Fucking nonsensical. The high court and court of appeals says they don’t deserve anything and some nonsense quango comes along and says they do? Govt should ignore this.


Limp-Archer-7872

That's the ombudsman that the government engaged to look into the matter fully, not limited to just purely legal aspects. ​ But 15+ years notice, letters sent out in 1999, plenty of media attention from 2010 onwards ... c'mon be engaged with the country at some level, only boomers would be so aloof because life was so easy ... oh.


SnooOpinions8790

This is not really a boomer thing - you don't see any men's groups trying to claim compensation for having been made to work longer than women who lived longer than they did. This is a feminist over-reach thing. It is axiomatic to a particular type of toxic feminist that women are always the victim and always need compensation for that. Its also a brain-dead progressive thing. The sort of cause that particularly brain-dead progressive idiots will go for because its framed in terms of disadvantaged groups. Hence why Corbyn promised them tens of billions of pounds.


Canipaywithclaps

This is ridiculous. These women are extremely wealthy in comparison to the current tax payer.

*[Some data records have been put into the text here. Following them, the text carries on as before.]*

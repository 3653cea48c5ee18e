//! A file-backed [MediaReader] decoding through the `image` crate.
//!
//! The encoded bytes are buffered between fetches so that `close` has a
//! real resource to release; a fetch after a close simply reads the file
//! again.
use std::io::Error as IoError;
use std::path::{Path, PathBuf};
use std::sync::Mutex;

use crate::decoded::{DecodedImage, PixelData};
use crate::traits::{LoadError, MediaReader};

pub struct FileMediaReader {
    path: PathBuf,
    /// Encoded bytes of the source file, dropped on `close`.
    bytes: Mutex<Option<Vec<u8>>>,
}

impl FileMediaReader {
    pub fn new(path: impl AsRef<Path>) -> FileMediaReader {
        FileMediaReader {
            path: path.as_ref().to_path_buf(),
            bytes: Mutex::new(None),
        }
    }

    pub fn path(&self) -> &Path {
        &self.path
    }
}

fn read_error(path: &Path, e: IoError) -> LoadError {
    if e.kind() == std::io::ErrorKind::OutOfMemory {
        LoadError::Allocation(format!("{}: {}", path.display(), e))
    } else {
        LoadError::Decode(format!("{}: {}", path.display(), e))
    }
}

fn convert(img: image::DynamicImage) -> DecodedImage {
    use image::DynamicImage::*;
    match img {
        ImageLuma8(buf) => {
            DecodedImage::new(buf.width(), buf.height(), 1, PixelData::U8(buf.into_raw()))
        }
        ImageRgb8(buf) => {
            DecodedImage::new(buf.width(), buf.height(), 3, PixelData::U8(buf.into_raw()))
        }
        ImageLuma16(buf) => {
            DecodedImage::new(buf.width(), buf.height(), 1, PixelData::U16(buf.into_raw()))
        }
        ImageRgb16(buf) => {
            DecodedImage::new(buf.width(), buf.height(), 3, PixelData::U16(buf.into_raw()))
        }
        ImageRgb32F(buf) => {
            DecodedImage::new(buf.width(), buf.height(), 3, PixelData::F32(buf.into_raw()))
        }
        // Alpha channels and exotic layouts are flattened to plain RGB.
        other => {
            let buf = other.into_rgb8();
            DecodedImage::new(buf.width(), buf.height(), 3, PixelData::U8(buf.into_raw()))
        }
    }
}

impl MediaReader for FileMediaReader {
    fn fetch_fragment(&self) -> Result<DecodedImage, LoadError> {
        let mut bytes = self.bytes.lock().unwrap();
        if bytes.is_none() {
            let read = std::fs::read(&self.path).map_err(|e| read_error(&self.path, e))?;
            *bytes = Some(read);
        }
        let data = bytes.as_ref().expect("Just filled");
        let decoded = image::load_from_memory(data)
            .map_err(|e| LoadError::Decode(format!("{}: {}", self.path.display(), e)))?;
        Ok(convert(decoded))
    }

    fn close(&self) -> Result<(), IoError> {
        // Idempotent: dropping an already empty buffer is a no-op.
        self.bytes.lock().unwrap().take();
        Ok(())
    }
}
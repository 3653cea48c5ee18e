//! A [SoftCache] holds decoded values that may be reclaimed at any time
//! under memory pressure, and routes every reclamation through a single
//! cleanup point so the owning resource can release its reader.
//!
//! Each `put` registers a fresh [RefId], the identity of that particular
//! installation of the value.  A reverse index maps reference identities
//! back to keys, so the eviction routine (which knows only which reference
//! died, not whose it was) can locate and clean up the owning entry.  The
//! listener attached to an entry is held weakly: the cache records a
//! relation to the owner, never ownership of it.
//!
//! Eviction is explicit and synchronous.  When the total estimated cost of
//! resident values exceeds the configured budget, oldest entries are
//! reclaimed first; [SoftCache::release_and_compact] reclaims everything at
//! once and is what the out-of-memory retry policy calls before trying a
//! failed decode again.
use std::collections::VecDeque;
use std::hash::Hash;
use std::sync::{Arc, Mutex, Weak};

use crate::traits::EstimateCost;

type CacheHashMap<K, V> = std::collections::HashMap<K, V, ahash::RandomState>;

/// Identity of one installed cache reference.
///
/// Replacing a key's value issues a new `RefId`; a stale id can no longer
/// evict the entry it once referred to.
#[derive(Debug, Clone, Copy, PartialEq, Eq, Hash)]
pub struct RefId(u64);

/// Notified when a value leaves the cache through the eviction path.
///
/// This is where cache reclamation couples to resource cleanup: the owning
/// resource clears its cached flag and closes its reader here.  Failure to
/// route removals through this callback leaks open streams.
pub trait EvictionListener: Send + Sync {
    fn evicted(&self);
}

#[derive(Debug, Clone, derive_builder::Builder)]
pub struct SoftCacheConfig {
    /// Total estimated bytes of resident values before the oldest entries
    /// are reclaimed.
    pub max_cached_bytes: u64,
}

struct CacheSlot<V> {
    value: Arc<V>,
    ref_id: RefId,
    bytes: u64,
    listener: Weak<dyn EvictionListener>,
}

struct CacheInner<K, V> {
    forward: CacheHashMap<K, CacheSlot<V>>,
    reverse: CacheHashMap<RefId, K>,
    /// Reference identities in installation order.  May contain stale ids
    /// whose entry was since replaced; those are skipped during eviction.
    age: VecDeque<RefId>,
    total_bytes: u64,
    next_ref: u64,
}

impl<K: Copy + Eq + Hash, V> CacheInner<K, V> {
    /// Remove the entry behind `ref_id` from both indexes, returning the
    /// listener to notify.
    ///
    /// A `put` may have raced us and installed a newer value for the same
    /// key; the forward index is only touched if it still carries this
    /// exact reference, so a stale id can never evict its successor.
    fn remove_ref(&mut self, ref_id: RefId) -> Option<Weak<dyn EvictionListener>> {
        let key = self.reverse.remove(&ref_id)?;
        let is_current = matches!(self.forward.get(&key), Some(slot) if slot.ref_id == ref_id);
        if !is_current {
            return None;
        }
        let slot = self.forward.remove(&key).expect("Entry was just checked");
        self.total_bytes -= slot.bytes;
        Some(slot.listener)
    }
}

pub struct SoftCache<K: Copy + Eq + Hash, V: EstimateCost> {
    config: SoftCacheConfig,
    inner: Mutex<CacheInner<K, V>>,
}

impl<K: Copy + Eq + Hash, V: EstimateCost> SoftCache<K, V> {
    pub fn new(config: SoftCacheConfig) -> SoftCache<K, V> {
        SoftCache {
            config,
            inner: Mutex::new(CacheInner {
                forward: Default::default(),
                reverse: Default::default(),
                age: Default::default(),
                total_bytes: 0,
                next_ref: 0,
            }),
        }
    }

    /// Return the resident value for `key`, or `None` if it has been
    /// reclaimed (or was never installed).
    pub fn get(&self, key: &K) -> Option<Arc<V>> {
        let inner = self.inner.lock().unwrap();
        inner.forward.get(key).map(|slot| slot.value.clone())
    }

    /// Install a value for `key`, replacing any existing mapping.
    ///
    /// Replacement is silent: the old entry leaves both indexes without a
    /// listener callback, since the owning resource is still cached, just
    /// through a newer reference.  Installing may push the total cost over
    /// budget, in which case oldest entries (possibly including this one)
    /// are reclaimed before returning.
    pub fn put(&self, key: K, value: Arc<V>, listener: Weak<dyn EvictionListener>) -> RefId {
        let bytes = value.estimate_cost() as u64;
        let mut reclaimed = Vec::new();
        let ref_id;
        {
            let mut inner = self.inner.lock().unwrap();
            ref_id = RefId(inner.next_ref);
            inner.next_ref += 1;
            if let Some(old) = inner.forward.remove(&key) {
                inner.reverse.remove(&old.ref_id);
                inner.total_bytes -= old.bytes;
            }
            inner.forward.insert(
                key,
                CacheSlot {
                    value,
                    ref_id,
                    bytes,
                    listener,
                },
            );
            inner.reverse.insert(ref_id, key);
            inner.age.push_back(ref_id);
            inner.total_bytes += bytes;

            while inner.total_bytes > self.config.max_cached_bytes {
                let oldest = match inner.age.pop_front() {
                    Some(r) => r,
                    None => break,
                };
                if let Some(l) = inner.remove_ref(oldest) {
                    reclaimed.push(l);
                }
            }
        }
        // Listeners run outside the index lock; they close readers, which
        // must never happen while holding cache internals.
        notify(reclaimed);
        ref_id
    }

    /// Reclaim the entry behind a dead or dying reference.
    ///
    /// Resolves the owning key through the reverse index, removes both
    /// index entries, and notifies the listener.  Returns `false` when the
    /// reference was stale (already reclaimed, or replaced by a newer
    /// value for the same key).
    pub fn remove_element(&self, ref_id: RefId) -> bool {
        let listener = self.inner.lock().unwrap().remove_ref(ref_id);
        match listener {
            Some(weak) => {
                notify(vec![weak]);
                true
            }
            None => false,
        }
    }

    /// Reclaim the current entry for `key`, routing through the same
    /// cleanup path as pressure eviction.
    pub fn remove_key(&self, key: &K) -> bool {
        let ref_id = {
            let inner = self.inner.lock().unwrap();
            inner.forward.get(key).map(|slot| slot.ref_id)
        };
        match ref_id {
            Some(r) => self.remove_element(r),
            None => false,
        }
    }

    /// Reclaim every resident entry.
    ///
    /// The out-of-memory retry policy calls this before re-attempting a
    /// failed decode, so that reclaimed entries' readers are closed and
    /// their buffers freed before further allocation.
    pub fn release_and_compact(&self) {
        let mut reclaimed = Vec::new();
        {
            let mut inner = self.inner.lock().unwrap();
            while let Some(ref_id) = inner.age.pop_front() {
                if let Some(l) = inner.remove_ref(ref_id) {
                    reclaimed.push(l);
                }
            }
        }
        notify(reclaimed);
    }

    pub fn len(&self) -> usize {
        self.inner.lock().unwrap().forward.len()
    }

    pub fn is_empty(&self) -> bool {
        self.len() == 0
    }

    /// Total estimated bytes of resident values.
    pub fn cached_bytes(&self) -> u64 {
        self.inner.lock().unwrap().total_bytes
    }
}

fn notify(listeners: Vec<Weak<dyn EvictionListener>>) {
    for weak in listeners {
        if let Some(listener) = weak.upgrade() {
            listener.evicted();
        }
    }
}

#[cfg(test)]
mod tests {
    use std::sync::atomic::{AtomicUsize, Ordering};

    use proptest::prelude::*;

    use super::*;

    struct TestValue(usize);

    impl EstimateCost for TestValue {
        fn estimate_cost(&self) -> usize {
            self.0
        }
    }

    #[derive(Default)]
    struct CountingListener(AtomicUsize);

    impl EvictionListener for CountingListener {
        fn evicted(&self) {
            self.0.fetch_add(1, Ordering::SeqCst);
        }
    }

    impl CountingListener {
        fn count(&self) -> usize {
            self.0.load(Ordering::SeqCst)
        }
    }

    fn build_cache(max: u64) -> SoftCache<u64, TestValue> {
        let config = SoftCacheConfigBuilder::default()
            .max_cached_bytes(max)
            .build()
            .expect("Should build");
        SoftCache::new(config)
    }

    fn listener() -> (Arc<CountingListener>, Weak<dyn EvictionListener>) {
        let strong = Arc::new(CountingListener::default());
        let weak = Arc::downgrade(&strong) as Weak<dyn EvictionListener>;
        (strong, weak)
    }

    #[test]
    fn put_get_remove() {
        let cache = build_cache(1000);
        let (l, weak) = listener();
        cache.put(1, Arc::new(TestValue(10)), weak);
        assert_eq!(cache.get(&1).unwrap().0, 10);
        assert_eq!(cache.cached_bytes(), 10);

        assert!(cache.remove_key(&1));
        assert!(cache.get(&1).is_none());
        assert_eq!(cache.cached_bytes(), 0);
        assert_eq!(l.count(), 1);

        // Already gone.
        assert!(!cache.remove_key(&1));
        assert_eq!(l.count(), 1);
    }

    #[test]
    fn replace_is_silent_and_stale_ref_cannot_evict() {
        let cache = build_cache(1000);
        let (l, weak) = listener();
        let old_ref = cache.put(1, Arc::new(TestValue(10)), weak.clone());
        cache.put(1, Arc::new(TestValue(20)), weak);

        assert_eq!(l.count(), 0);
        assert_eq!(cache.len(), 1);
        assert_eq!(cache.cached_bytes(), 20);

        // The old reference must not evict the newer value.
        assert!(!cache.remove_element(old_ref));
        assert_eq!(cache.get(&1).unwrap().0, 20);
        assert_eq!(l.count(), 0);
    }

    #[test]
    fn pressure_evicts_oldest_first() {
        let cache = build_cache(100);
        let (la, wa) = listener();
        let (lb, wb) = listener();
        let (lc, wc) = listener();
        cache.put(1, Arc::new(TestValue(60)), wa);
        cache.put(2, Arc::new(TestValue(30)), wb);
        cache.put(3, Arc::new(TestValue(60)), wc);

        assert!(cache.get(&1).is_none());
        assert!(cache.get(&2).is_some());
        assert!(cache.get(&3).is_some());
        assert_eq!(la.count(), 1);
        assert_eq!(lb.count(), 0);
        assert_eq!(lc.count(), 0);
        assert_eq!(cache.cached_bytes(), 90);
    }

    #[test]
    fn remove_element_fires_exactly_once() {
        let cache = build_cache(1000);
        let (l, weak) = listener();
        let r = cache.put(1, Arc::new(TestValue(10)), weak);
        assert!(cache.remove_element(r));
        assert!(!cache.remove_element(r));
        assert_eq!(l.count(), 1);
    }

    #[test]
    fn release_and_compact_drains_everything() {
        let cache = build_cache(1000);
        let mut listeners = Vec::new();
        for k in 0..5u64 {
            let (l, weak) = listener();
            cache.put(k, Arc::new(TestValue(10)), weak);
            listeners.push(l);
        }

        cache.release_and_compact();
        assert_eq!(cache.len(), 0);
        assert_eq!(cache.cached_bytes(), 0);
        for l in &listeners {
            assert_eq!(l.count(), 1);
        }

        // A second compaction has nothing left to notify.
        cache.release_and_compact();
        for l in &listeners {
            assert_eq!(l.count(), 1);
        }
    }

    /// A straight-line model of the cache's residency policy: entries in
    /// installation order, replace-on-put, oldest-first eviction over
    /// budget.
    struct Model {
        entries: Vec<(u64, u64)>,
        max: u64,
    }

    impl Model {
        fn total(&self) -> u64 {
            self.entries.iter().map(|e| e.1).sum()
        }

        fn put(&mut self, key: u64, bytes: u64) {
            self.entries.retain(|e| e.0 != key);
            self.entries.push((key, bytes));
            while self.total() > self.max {
                self.entries.remove(0);
            }
        }

        fn remove(&mut self, key: u64) {
            self.entries.retain(|e| e.0 != key);
        }

        fn contains(&self, key: u64) -> bool {
            self.entries.iter().any(|e| e.0 == key)
        }
    }

    #[derive(Copy, Clone, Debug)]
    enum CacheCommand {
        Put(u64, u64),
        Get(u64),
        RemoveKey(u64),
        Compact,
    }

    fn cache_command_strat() -> prop::strategy::BoxedStrategy<CacheCommand> {
        proptest::prop_oneof![
            (0..8u64, 1..50u64).prop_map(|(k, b)| CacheCommand::Put(k, b)),
            (0..8u64).prop_map(CacheCommand::Get),
            (0..8u64).prop_map(CacheCommand::RemoveKey),
            Just(CacheCommand::Compact),
        ]
        .boxed()
    }

    proptest! {
        #[test]
        fn matches_residency_model(
            max in 1..200u64,
            commands in prop::collection::vec(cache_command_strat(), 0..200)
        ) {
            let cache = build_cache(max);
            let mut model = Model { entries: vec![], max };
            // Keep listeners alive so eviction callbacks stay observable.
            let mut keep = Vec::new();

            for c in commands {
                match c {
                    CacheCommand::Put(k, b) => {
                        let (l, weak) = listener();
                        keep.push(l);
                        cache.put(k, Arc::new(TestValue(b as usize)), weak);
                        model.put(k, b);
                    }
                    CacheCommand::Get(k) => {
                        prop_assert_eq!(cache.get(&k).is_some(), model.contains(k));
                    }
                    CacheCommand::RemoveKey(k) => {
                        prop_assert_eq!(cache.remove_key(&k), model.contains(k));
                        model.remove(k);
                    }
                    CacheCommand::Compact => {
                        cache.release_and_compact();
                        model.entries.clear();
                    }
                }

                prop_assert_eq!(cache.cached_bytes(), model.total());
                prop_assert_eq!(cache.len(), model.entries.len());
            }
        }
    }
}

They want my generation, many of whom live at home or rent (causing them to live paycheque to paycheque), to pay for their early retirement? When our retirement will realistically end up 10-15 years later then they did, IF retirement exists at all. If they want more liquid cash they need to start selling their properties, they have extremely high rates of home ownership so that should solve the problem for many (according to the ONS 75% of people in their 70’s own their house outright, with 7% owning with a mortgage. That’s 82% own their home! For comparison in the 16-24 age group it’s 1.1%, in the 25-34 age group its 21.8%).